> [Exercise requirements] For the listing below, report all lines that hold the word "Mutex".

> [Record set]

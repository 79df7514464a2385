// SPDX-License-Identifier: BUSL-1.1
// Copyright (c) 2026 Alfred Jean LLC

//! Fake automation backend for testing
//!
//! Every editor-level call fails with [`AutomationError::Busy`] unless a
//! retry filter is installed, mirroring how a freshly started Visual Studio
//! rejects unfiltered calls.
#![cfg_attr(coverage_nightly, coverage(off))]

use super::{
    Automation, AutomationError, DirectoryEntry, Editor, ItemOperations, Solution, TextSelection,
    Window,
};
use parking_lot::Mutex;
use std::path::{Path, PathBuf};
use std::sync::Arc;
use vsopen_core::RetryPolicy;

/// Recorded automation call
#[derive(Debug, Clone, PartialEq, Eq)]
pub enum AutomationCall {
    InstallFilter { depth: usize },
    RestoreFilter { depth: usize },
    Scan,
    Bind { identity: String },
    FullName { pid: u32 },
    Solution { pid: u32 },
    SolutionFullName { pid: u32 },
    IsOpen { pid: u32 },
    ItemOperations { pid: u32 },
    OpenFile {
        pid: u32,
        path: PathBuf,
        view_kind: String,
    },
    Selection { pid: u32 },
    GotoLine { pid: u32, line: i32, select: bool },
    EndOfLine { pid: u32, extend: bool },
    MainWindow { pid: u32 },
    WindowProcessId { pid: u32 },
    Activate { pid: u32 },
    AllowSetForeground { pid: u32 },
}

/// A scripted Visual Studio instance
#[derive(Debug, Clone)]
pub struct FakeInstance {
    pub pid: u32,
    pub identity: String,
    /// `None` makes `FullName` fail.
    pub executable: Option<String>,
    /// `None` makes `Solution.FullName` fail.
    pub solution: Option<String>,
    /// Number of `Solution` requests that fail before one succeeds.
    pub solution_unavailable_for: usize,
    /// Number of `IsOpen` polls answering `false` before `true`; `None` never opens.
    pub open_after: Option<usize>,
    pub open_file_fails: bool,
    pub has_selection: bool,
    pub has_main_window: bool,
    /// Number of scans that miss this instance before it is registered.
    pub registered_after_scans: usize,
}

impl FakeInstance {
    pub fn new(pid: u32) -> Self {
        Self {
            pid,
            identity: format!("!VisualStudio.DTE.17.0:{pid}"),
            executable: Some(String::new()),
            solution: Some(String::new()),
            solution_unavailable_for: 0,
            open_after: Some(0),
            open_file_fails: false,
            has_selection: true,
            has_main_window: true,
            registered_after_scans: 0,
        }
    }

    pub fn with_identity(mut self, identity: impl Into<String>) -> Self {
        self.identity = identity.into();
        self
    }

    pub fn with_executable(mut self, executable: impl AsRef<Path>) -> Self {
        self.executable = Some(executable.as_ref().to_string_lossy().into_owned());
        self
    }

    pub fn without_executable(mut self) -> Self {
        self.executable = None;
        self
    }

    pub fn with_solution(mut self, solution: impl AsRef<Path>) -> Self {
        self.solution = Some(solution.as_ref().to_string_lossy().into_owned());
        self
    }

    pub fn failing_solution_name(mut self) -> Self {
        self.solution = None;
        self
    }

    pub fn solution_unavailable_for(mut self, polls: usize) -> Self {
        self.solution_unavailable_for = polls;
        self
    }

    pub fn opens_after(mut self, polls: usize) -> Self {
        self.open_after = Some(polls);
        self
    }

    pub fn never_opens(mut self) -> Self {
        self.open_after = None;
        self
    }

    pub fn failing_open_file(mut self) -> Self {
        self.open_file_fails = true;
        self
    }

    pub fn without_selection(mut self) -> Self {
        self.has_selection = false;
        self
    }

    pub fn without_main_window(mut self) -> Self {
        self.has_main_window = false;
        self
    }

    pub fn registered_after(mut self, scans: usize) -> Self {
        self.registered_after_scans = scans;
        self
    }
}

struct InstanceState {
    script: FakeInstance,
    solution_requests: usize,
    open_polls: usize,
}

struct FakeAutomationState {
    instances: Vec<InstanceState>,
    /// Policies of the installed filters, innermost last.
    filters: Vec<RetryPolicy>,
    scans: usize,
    directory_unavailable: bool,
    foreground_denied: bool,
    calls: Vec<AutomationCall>,
}

/// Fake automation backend for testing
#[derive(Clone)]
pub struct FakeAutomation {
    inner: Arc<Mutex<FakeAutomationState>>,
}

impl Default for FakeAutomation {
    fn default() -> Self {
        Self {
            inner: Arc::new(Mutex::new(FakeAutomationState {
                instances: Vec::new(),
                filters: Vec::new(),
                scans: 0,
                directory_unavailable: false,
                foreground_denied: false,
                calls: Vec::new(),
            })),
        }
    }
}

impl FakeAutomation {
    pub fn new() -> Self {
        Self::default()
    }

    /// Register a scripted instance in the fake running object table.
    pub fn add_instance(&self, instance: FakeInstance) {
        self.inner.lock().instances.push(InstanceState {
            script: instance,
            solution_requests: 0,
            open_polls: 0,
        });
    }

    /// Make every subsequent scan fail to obtain the running object table.
    pub fn set_directory_unavailable(&self, unavailable: bool) {
        self.inner.lock().directory_unavailable = unavailable;
    }

    /// Make `allow_set_foreground` fail the way `AllowSetForegroundWindow`
    /// does for a process that is not in the foreground.
    pub fn deny_foreground(&self) {
        self.inner.lock().foreground_denied = true;
    }

    /// Get all recorded calls
    pub fn calls(&self) -> Vec<AutomationCall> {
        self.inner.lock().calls.clone()
    }

    /// Number of retry filters currently installed
    pub fn filter_depth(&self) -> usize {
        self.inner.lock().filters.len()
    }

    /// Policy of the innermost installed filter
    pub fn active_policy(&self) -> Option<RetryPolicy> {
        self.inner.lock().filters.last().copied()
    }

    pub fn scans(&self) -> usize {
        self.inner.lock().scans
    }

    /// Number of `IsOpen` polls made against `pid`.
    pub fn open_polls(&self, pid: u32) -> usize {
        self.inner
            .lock()
            .instances
            .iter()
            .find(|i| i.script.pid == pid)
            .map_or(0, |i| i.open_polls)
    }

    fn record(&self, call: AutomationCall) {
        self.inner.lock().calls.push(call);
    }

    /// Record `call` and run `f` against the instance, failing while unfiltered.
    fn with_instance<T>(
        &self,
        pid: u32,
        call: AutomationCall,
        f: impl FnOnce(&mut InstanceState) -> Result<T, AutomationError>,
    ) -> Result<T, AutomationError> {
        let mut inner = self.inner.lock();
        inner.calls.push(call);
        if inner.filters.is_empty() {
            return Err(AutomationError::Busy);
        }
        let instance = inner
            .instances
            .iter_mut()
            .find(|i| i.script.pid == pid)
            .ok_or_else(|| AutomationError::call("GetObject", "instance exited"))?;
        f(instance)
    }
}

/// Pops the fake filter stack when dropped.
pub struct FakeFilterGuard {
    automation: FakeAutomation,
}

impl Drop for FakeFilterGuard {
    fn drop(&mut self) {
        let mut inner = self.automation.inner.lock();
        inner.filters.pop();
        let depth = inner.filters.len();
        inner.calls.push(AutomationCall::RestoreFilter { depth });
    }
}

impl Automation for FakeAutomation {
    type Entry = FakeEntry;
    type Editor = FakeEditor;
    type FilterGuard = FakeFilterGuard;

    fn install_retry_filter(&self, policy: RetryPolicy) -> Result<FakeFilterGuard, AutomationError> {
        let mut inner = self.inner.lock();
        inner.filters.push(policy);
        let depth = inner.filters.len();
        inner.calls.push(AutomationCall::InstallFilter { depth });
        Ok(FakeFilterGuard {
            automation: self.clone(),
        })
    }

    fn entries(&self) -> Result<Box<dyn Iterator<Item = FakeEntry> + '_>, AutomationError> {
        let mut inner = self.inner.lock();
        inner.calls.push(AutomationCall::Scan);
        if inner.directory_unavailable {
            return Err(AutomationError::call(
                "GetRunningObjectTable",
                "directory unavailable",
            ));
        }
        inner.scans += 1;
        let scan = inner.scans;
        let entries: Vec<FakeEntry> = inner
            .instances
            .iter()
            .filter(|i| scan > i.script.registered_after_scans)
            .map(|i| FakeEntry {
                automation: self.clone(),
                pid: i.script.pid,
                identity: i.script.identity.clone(),
            })
            .collect();
        Ok(Box::new(entries.into_iter()))
    }

    fn allow_set_foreground(&self, pid: u32) -> Result<(), AutomationError> {
        let mut inner = self.inner.lock();
        inner.calls.push(AutomationCall::AllowSetForeground { pid });
        if inner.foreground_denied {
            return Err(AutomationError::call(
                "AllowSetForegroundWindow",
                "Access is denied.",
            ));
        }
        Ok(())
    }
}

pub struct FakeEntry {
    automation: FakeAutomation,
    pid: u32,
    identity: String,
}

impl DirectoryEntry for FakeEntry {
    type Editor = FakeEditor;

    fn display_name(&self) -> Result<String, AutomationError> {
        Ok(self.identity.clone())
    }

    fn bind(&self) -> Result<FakeEditor, AutomationError> {
        self.automation.record(AutomationCall::Bind {
            identity: self.identity.clone(),
        });
        Ok(FakeEditor {
            automation: self.automation.clone(),
            pid: self.pid,
        })
    }
}

/// Handle to a fake instance
#[derive(Clone)]
pub struct FakeEditor {
    automation: FakeAutomation,
    pid: u32,
}

impl FakeEditor {
    pub fn pid(&self) -> u32 {
        self.pid
    }
}

impl Editor for FakeEditor {
    type Solution = FakeSolution;
    type Window = FakeWindow;
    type ItemOperations = FakeItemOperations;

    fn full_name(&self) -> Result<String, AutomationError> {
        let pid = self.pid;
        self.automation
            .with_instance(pid, AutomationCall::FullName { pid }, |i| {
                i.script
                    .executable
                    .clone()
                    .ok_or_else(|| AutomationError::call("FullName", "scripted failure"))
            })
    }

    fn solution(&self) -> Result<FakeSolution, AutomationError> {
        let pid = self.pid;
        self.automation
            .with_instance(pid, AutomationCall::Solution { pid }, |i| {
                i.solution_requests += 1;
                if i.solution_requests <= i.script.solution_unavailable_for {
                    return Err(AutomationError::Missing("Solution"));
                }
                Ok(())
            })?;
        Ok(FakeSolution {
            automation: self.automation.clone(),
            pid,
        })
    }

    fn item_operations(&self) -> Result<FakeItemOperations, AutomationError> {
        let pid = self.pid;
        self.automation
            .with_instance(pid, AutomationCall::ItemOperations { pid }, |_| Ok(()))?;
        Ok(FakeItemOperations {
            automation: self.automation.clone(),
            pid,
        })
    }

    fn main_window(&self) -> Result<FakeWindow, AutomationError> {
        let pid = self.pid;
        self.automation
            .with_instance(pid, AutomationCall::MainWindow { pid }, |i| {
                if i.script.has_main_window {
                    Ok(())
                } else {
                    Err(AutomationError::Missing("MainWindow"))
                }
            })?;
        Ok(FakeWindow {
            automation: self.automation.clone(),
            pid,
        })
    }
}

pub struct FakeSolution {
    automation: FakeAutomation,
    pid: u32,
}

impl Solution for FakeSolution {
    fn full_name(&self) -> Result<String, AutomationError> {
        let pid = self.pid;
        self.automation
            .with_instance(pid, AutomationCall::SolutionFullName { pid }, |i| {
                i.script
                    .solution
                    .clone()
                    .ok_or_else(|| AutomationError::call("FullName", "scripted failure"))
            })
    }

    fn is_open(&self) -> Result<bool, AutomationError> {
        let pid = self.pid;
        self.automation
            .with_instance(pid, AutomationCall::IsOpen { pid }, |i| {
                i.open_polls += 1;
                Ok(i.script.open_after.is_some_and(|after| i.open_polls > after))
            })
    }
}

pub struct FakeItemOperations {
    automation: FakeAutomation,
    pid: u32,
}

impl ItemOperations for FakeItemOperations {
    type Window = FakeWindow;

    fn open_file(&self, path: &Path, view_kind: &str) -> Result<Option<FakeWindow>, AutomationError> {
        let pid = self.pid;
        let call = AutomationCall::OpenFile {
            pid,
            path: path.to_path_buf(),
            view_kind: view_kind.to_string(),
        };
        self.automation.with_instance(pid, call, |i| {
            if i.script.open_file_fails {
                Err(AutomationError::call("OpenFile", "scripted failure"))
            } else {
                Ok(())
            }
        })?;
        Ok(Some(FakeWindow {
            automation: self.automation.clone(),
            pid,
        }))
    }
}

pub struct FakeWindow {
    automation: FakeAutomation,
    pid: u32,
}

impl Window for FakeWindow {
    type Selection = FakeSelection;

    fn selection(&self) -> Result<Option<FakeSelection>, AutomationError> {
        let pid = self.pid;
        let has_selection = self
            .automation
            .with_instance(pid, AutomationCall::Selection { pid }, |i| {
                Ok(i.script.has_selection)
            })?;
        Ok(has_selection.then(|| FakeSelection {
            automation: self.automation.clone(),
            pid,
        }))
    }

    fn process_id(&self) -> Result<u32, AutomationError> {
        let pid = self.pid;
        self.automation
            .with_instance(pid, AutomationCall::WindowProcessId { pid }, |i| Ok(i.script.pid))
    }

    fn activate(&self) -> Result<(), AutomationError> {
        let pid = self.pid;
        self.automation
            .with_instance(pid, AutomationCall::Activate { pid }, |_| Ok(()))
    }
}

pub struct FakeSelection {
    automation: FakeAutomation,
    pid: u32,
}

impl TextSelection for FakeSelection {
    fn goto_line(&self, line: i32, select: bool) -> Result<(), AutomationError> {
        let pid = self.pid;
        self.automation
            .with_instance(pid, AutomationCall::GotoLine { pid, line, select }, |_| Ok(()))
    }

    fn end_of_line(&self, extend: bool) -> Result<(), AutomationError> {
        let pid = self.pid;
        self.automation
            .with_instance(pid, AutomationCall::EndOfLine { pid, extend }, |_| Ok(()))
    }
}

#[cfg(test)]
#[path = "fake_tests.rs"]
mod tests;
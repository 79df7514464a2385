//! CLI argument error specs
//!
//! Wrong argument counts print the count, the usage line and every argument
//! received, then exit 1.

use crate::prelude::*;

#[test]
fn no_arguments_is_rejected() {
    cli()
        .fails()
        .code(1)
        .stderr_has("1: wrong number of arguments\n")
        .stderr_has(USAGE)
        .stdout_eq("");
}

#[test]
fn missing_solution_is_rejected() {
    cli()
        .args(&["devenv.exe"])
        .fails()
        .code(1)
        .stderr_has("2: wrong number of arguments\n")
        .stderr_has(&format!("{USAGE}\n"))
        .stderr_has("\ndevenv.exe\n");
}

#[test]
fn file_without_line_is_rejected() {
    cli()
        .args(&["devenv.exe", "Game.sln", "Player.cs"])
        .fails()
        .code(1)
        .stderr_has("4: wrong number of arguments\n")
        .stderr_has("\ndevenv.exe\nGame.sln\nPlayer.cs\n");
}

#[test]
fn extra_argument_is_rejected() {
    cli()
        .args(&["devenv.exe", "Game.sln", "Player.cs", "10", "extra"])
        .fails()
        .code(1)
        .stderr_has("6: wrong number of arguments\n")
        .stderr_has("\nextra\n");
}

#[test]
fn non_numeric_line_is_rejected() {
    cli()
        .args(&["devenv.exe", "Game.sln", "Player.cs", "ten"])
        .fails()
        .code(1)
        .stderr_has("invalid line number\n")
        .stderr_has(USAGE)
        .stderr_lacks("wrong number of arguments");
}

#[test]
fn empty_solution_is_an_argument_error() {
    cli()
        .args(&["devenv.exe", ""])
        .fails()
        .code(1)
        .stderr_has("Error: invalid arguments")
        .stderr_has("solution path is empty")
        .stderr_lacks("wrong number of arguments");
}
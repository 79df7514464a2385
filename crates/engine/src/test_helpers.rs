// SPDX-License-Identifier: BUSL-1.1
// Copyright (c) 2026 Alfred Jean LLC

//! Shared test helpers for the engine crate.

use std::path::PathBuf;
use std::sync::{Arc, Mutex};

use tempfile::TempDir;
use tracing_subscriber::fmt::MakeWriter;
use tracing_subscriber::EnvFilter;
use vsopen_adapters::{FakeAutomation, FakeLauncher, FakeProgress};
use vsopen_core::{FakeClock, FileTarget, TargetRequest};

use crate::{Opener, Timeouts};

/// Pid the fake launcher hands out for new Visual Studio processes.
pub(crate) const LAUNCHED_PID: u32 = 7000;

/// Fakes plus a project directory with real files, so path equivalence works.
pub(crate) struct TestContext {
    pub automation: FakeAutomation,
    pub launcher: FakeLauncher,
    pub clock: FakeClock,
    pub progress: FakeProgress,
    pub devenv: PathBuf,
    pub other_devenv: PathBuf,
    pub solution: PathBuf,
    pub other_solution: PathBuf,
    pub source_file: PathBuf,
    _dir: TempDir,
}

impl TestContext {
    pub(crate) fn new() -> Self {
        Self::with_launcher(FakeLauncher::with_pid(LAUNCHED_PID))
    }

    pub(crate) fn with_launcher(launcher: FakeLauncher) -> Self {
        let dir = tempfile::tempdir().unwrap();
        let touch = |relative: &str| {
            let path = dir.path().join(relative);
            std::fs::create_dir_all(path.parent().unwrap()).unwrap();
            std::fs::write(&path, "").unwrap();
            path
        };
        Self {
            automation: FakeAutomation::new(),
            launcher,
            clock: FakeClock::new(),
            progress: FakeProgress::new(),
            devenv: touch("VS2022/Common7/IDE/devenv.exe"),
            other_devenv: touch("VS2019/Common7/IDE/devenv.exe"),
            solution: touch("Game/Game.sln"),
            other_solution: touch("Other/Other.sln"),
            source_file: touch("Game/Assets/Player.cs"),
            _dir: dir,
        }
    }

    /// Request for the game solution with the default installation.
    pub(crate) fn request(&self, file: Option<FileTarget>) -> TargetRequest {
        TargetRequest {
            executable: Some(self.devenv.clone()),
            solution: self.solution.clone(),
            file,
        }
    }

    pub(crate) fn file_at(&self, line: i32) -> FileTarget {
        FileTarget {
            path: self.source_file.clone(),
            line,
        }
    }

    pub(crate) fn opener(
        &self,
    ) -> Opener<'_, FakeAutomation, FakeLauncher, FakeClock, FakeProgress> {
        Opener::new(
            &self.automation,
            &self.launcher,
            &self.clock,
            &self.progress,
            Timeouts::default(),
        )
    }
}

/// A writer that captures log output for testing
#[derive(Clone, Default)]
struct CapturedLogs {
    logs: Arc<Mutex<Vec<u8>>>,
}

impl CapturedLogs {
    fn contents(&self) -> String {
        let logs = self.logs.lock().unwrap();
        String::from_utf8_lossy(&logs).to_string()
    }
}

impl std::io::Write for CapturedLogs {
    fn write(&mut self, buf: &[u8]) -> std::io::Result<usize> {
        self.logs.lock().unwrap().extend_from_slice(buf);
        Ok(buf.len())
    }

    fn flush(&mut self) -> std::io::Result<()> {
        Ok(())
    }
}

impl<'a> MakeWriter<'a> for CapturedLogs {
    type Writer = CapturedLogs;

    fn make_writer(&'a self) -> Self::Writer {
        self.clone()
    }
}

/// Run a closure with tracing output captured at the CLI's default `info` level
pub(crate) fn with_tracing<T>(f: impl FnOnce() -> T) -> (String, T) {
    let logs = CapturedLogs::default();

    let subscriber = tracing_subscriber::fmt()
        .with_env_filter(EnvFilter::new("info"))
        .with_writer(logs.clone())
        .with_ansi(false)
        .with_target(false)
        .without_time()
        .finish();

    let result = tracing::subscriber::with_default(subscriber, f);
    (logs.contents(), result)
}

> [Task output]
use parking_lot::Mutex;
    inner: Arc<Mutex<FakeAutomationState>>,
            inner: Arc::new(Mutex::new(FakeAutomationState {
use std::sync::{Arc, Mutex};
    logs: Arc<Mutex<Vec<u8>>>,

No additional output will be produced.